Solvent Effect on Assembling and Interactions in Solutions of Phenol: Infrared Spectroscopic and Density Functional Theory Study.

This work provides new insight into assembling of phenol in various solvents and competition between different kinds of interactions. To examine both weak and strong interactions, we selected a series of non-aromatic and aromatic solvents. Infrared spectra were measured at low (0.05 M) and high (2 M) phenol content. In addition, we performed density functional theory calculations of the structures and harmonic vibrational spectra of 1:1 complexes of phenol with the solvents and the associates of phenol from dimer to tetramer. Based on these results, we divided the solvents into three groups. The first group consists of non-aromatic solvents weakly interacting with phenol. Depending on the concentration, molecules of phenol in these solvents remain non-bonded or self-associated. In diluted solutions of phenol in chlorinated non-aromatic solvents do not appear free OH groups, since they are involved in a weak OH···Cl interaction. It is of note that in diluted solutions of phenol in tetramethyl ethylene both the non-bonded and bonded OH coexists due to solvent-solvent interactions. The second group consists of aromatic solvents with methyl or chlorine substituents.
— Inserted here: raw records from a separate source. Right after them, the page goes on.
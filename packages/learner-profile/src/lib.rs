//! Learner Profile Library
//!
//! Scores the onboarding personality questionnaire and renders a learner's
//! preferences as first-person prose for semantic matching.
//!
//! # Usage
//!
//! ```rust,ignore
//! use learner_profile::{construct_user_profile_string, LearningPreferences, OnboardingResponses};
//!
//! let responses: OnboardingResponses = serde_json::from_str(submission)?;
//! let profile = responses.score()?;
//!
//! let prefs = stored_preferences.with_personality_profile(profile);
//! let narrative = construct_user_profile_string(&prefs);
//! // hand `narrative` to the embedding service
//! ```
//!
//! # Modules
//!
//! - [`scoring`] - Likert scale scoring (reverse items, averaging, validation)
//! - [`narrative`] - Preference record to narrative text
//! - [`types`] - Profile, preference, questionnaire and config types
//! - [`error`] - Scoring errors
//!
//! Everything here is pure and synchronous; callers may share it freely
//! across request handlers.

pub mod error;
pub mod narrative;
pub mod scoring;
pub mod types;

pub use error::{Result, ScoringError};
pub use narrative::{
    construct_user_profile_string, narrative_hash, NarrativeBuilder, TimeBudget, TraitBand,
};
pub use scoring::{
    calculate_average, compute_personality_profile, reverse_score, score_conscientiousness,
    score_emotional_stability, score_self_efficacy, validate_scores, TraitScale,
};
pub use types::{
    LearningPreferences, NarrativeConfig, OnboardingResponses, PersonalityProfile, ProfileField,
};
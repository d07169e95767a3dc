//! Scored personality profile.

use std::fmt;

use serde::{Deserialize, Serialize};

/// Five trait scores on the 1-7 scale, rounded to two decimals.
///
/// Produced once at onboarding by
/// [`compute_personality_profile`](crate::scoring::compute_personality_profile)
/// and stored alongside the learner's preferences. Re-scoring means
/// submitting the whole questionnaire again and replacing the value.
#[derive(Debug, Clone, Copy, PartialEq, Serialize, Deserialize)]
#[serde(rename_all = "camelCase")]
pub struct PersonalityProfile {
    pub conscientiousness: f64,
    pub emotional_stability: f64,
    pub self_efficacy: f64,
    pub mastery_orientation: f64,
    pub performance_orientation: f64,
}

impl PersonalityProfile {
    /// Scores paired with their trait, in narrative order.
    pub fn traits(&self) -> [(ProfileField, f64); 5] {
        [
            (ProfileField::Conscientiousness, self.conscientiousness),
            (ProfileField::EmotionalStability, self.emotional_stability),
            (ProfileField::SelfEfficacy, self.self_efficacy),
            (ProfileField::MasteryOrientation, self.mastery_orientation),
            (
                ProfileField::PerformanceOrientation,
                self.performance_orientation,
            ),
        ]
    }

    /// Look up a single trait score.
    pub fn score(&self, field: ProfileField) -> f64 {
        match field {
            ProfileField::Conscientiousness => self.conscientiousness,
            ProfileField::EmotionalStability => self.emotional_stability,
            ProfileField::SelfEfficacy => self.self_efficacy,
            ProfileField::MasteryOrientation => self.mastery_orientation,
            ProfileField::PerformanceOrientation => self.performance_orientation,
        }
    }
}

/// The five traits of a [`PersonalityProfile`].
///
/// Declaration order is the validation order used when scoring and the
/// sentence order used when rendering a narrative.
#[derive(Debug, Clone, Copy, PartialEq, Eq, Hash, Serialize, Deserialize)]
#[serde(rename_all = "camelCase")]
pub enum ProfileField {
    Conscientiousness,
    EmotionalStability,
    SelfEfficacy,
    MasteryOrientation,
    PerformanceOrientation,
}

impl ProfileField {
    pub fn as_str(&self) -> &'static str {
        match self {
            ProfileField::Conscientiousness => "conscientiousness",
            ProfileField::EmotionalStability => "emotional stability",
            ProfileField::SelfEfficacy => "self-efficacy",
            ProfileField::MasteryOrientation => "mastery",
            ProfileField::PerformanceOrientation => "performance",
        }
    }
}

impl fmt::Display for ProfileField {
    fn fmt(&self, f: &mut fmt::Formatter<'_>) -> fmt::Result {
        f.write_str(self.as_str())
    }
}
//! Developer harness for the learner profile library
//!
//! Scores questionnaire submissions and renders narratives from stored
//! preference documents. Results go to stdout as JSON (or plain text for
//! narratives); logs go to stderr.

mod config;

use std::io::Read;

use anyhow::{Context, Result};
use clap::{Parser, Subcommand};
use learner_profile::{
    construct_user_profile_string, narrative_hash, LearningPreferences, OnboardingResponses,
};
use serde::Serialize;
use tracing_subscriber::{layer::SubscriberExt, util::SubscriberInitExt};

use crate::config::Config;

#[derive(Parser, Debug)]
#[command(name = "learner-profile")]
#[command(about = "Score onboarding questionnaires and render learner narratives")]
struct Cli {
    /// Pretty-print JSON output
    #[arg(long, global = true)]
    pretty: bool,

    #[command(subcommand)]
    command: Commands,
}

#[derive(Subcommand, Debug, PartialEq)]
enum Commands {
    /// Score a questionnaire submission (path to JSON, or - for stdin)
    Score { input: String },

    /// Render the narrative for a preferences document (path to JSON, or - for stdin)
    Narrative {
        input: String,

        /// Emit JSON with the narrative and its cache key
        #[arg(long)]
        hash: bool,
    },
}

#[derive(Serialize)]
struct NarrativeOutput {
    narrative: String,
    hash: String,
}

fn main() -> Result<()> {
    let config = Config::from_env().context("Failed to load configuration")?;
    let cli = Cli::parse();

    tracing_subscriber::registry()
        .with(
            tracing_subscriber::EnvFilter::try_from_default_env()
                .unwrap_or_else(|_| config.log_filter.clone().into()),
        )
        .with(tracing_subscriber::fmt::layer().with_writer(std::io::stderr))
        .init();

    let pretty = cli.pretty || config.pretty;

    let output = match &cli.command {
        Commands::Score { input } => cmd_score(&read_input(input)?, pretty)?,
        Commands::Narrative { input, hash } => cmd_narrative(&read_input(input)?, *hash, pretty)?,
    };

    println!("{}", output);
    Ok(())
}

fn read_input(input: &str) -> Result<String> {
    if input == "-" {
        let mut buf = String::new();
        std::io::stdin()
            .read_to_string(&mut buf)
            .context("Failed to read stdin")?;
        return Ok(buf);
    }

    std::fs::read_to_string(input).with_context(|| format!("Failed to read {}", input))
}

fn cmd_score(json: &str, pretty: bool) -> Result<String> {
    let responses: OnboardingResponses =
        serde_json::from_str(json).context("Invalid questionnaire JSON")?;

    let profile = responses
        .score()
        .context("Questionnaire failed validation")?;

    tracing::info!("Scored questionnaire");
    to_json(&profile, pretty)
}

fn cmd_narrative(json: &str, with_hash: bool, pretty: bool) -> Result<String> {
    let prefs: LearningPreferences =
        serde_json::from_str(json).context("Invalid preferences JSON")?;

    let narrative = construct_user_profile_string(&prefs);
    tracing::info!(length = narrative.len(), "Rendered narrative");

    if !with_hash {
        return Ok(narrative);
    }

    let hash = narrative_hash(&narrative);
    to_json(&NarrativeOutput { narrative, hash }, pretty)
}

fn to_json<T: Serialize>(value: &T, pretty: bool) -> Result<String> {
    let json = if pretty {
        serde_json::to_string_pretty(value)
    } else {
        serde_json::to_string(value)
    };
    json.context("Failed to serialize output")
}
At low concentration, the molecules of phenol are involved in the phenol-solvent OH···π interaction and the strength of these interactions depends on the solvent properties. At a higher phenol content an equilibrium exists between phenol-solvent OH···π and phenol-phenol OH···OH interactions. Finally, the third group includes the aromatic and non-aromatic solvents with highly polar group (C≡N). In these solvents, regardless of the concentration all molecules of phenol are involved in the solute-solvent OH···NC interaction. Comparison of the experimental and theoretical band parameters reveals that molecules of phenol in non-aromatic solvents prefer the cyclic associates, while in the aromatic solvents they tend to form the linear associates.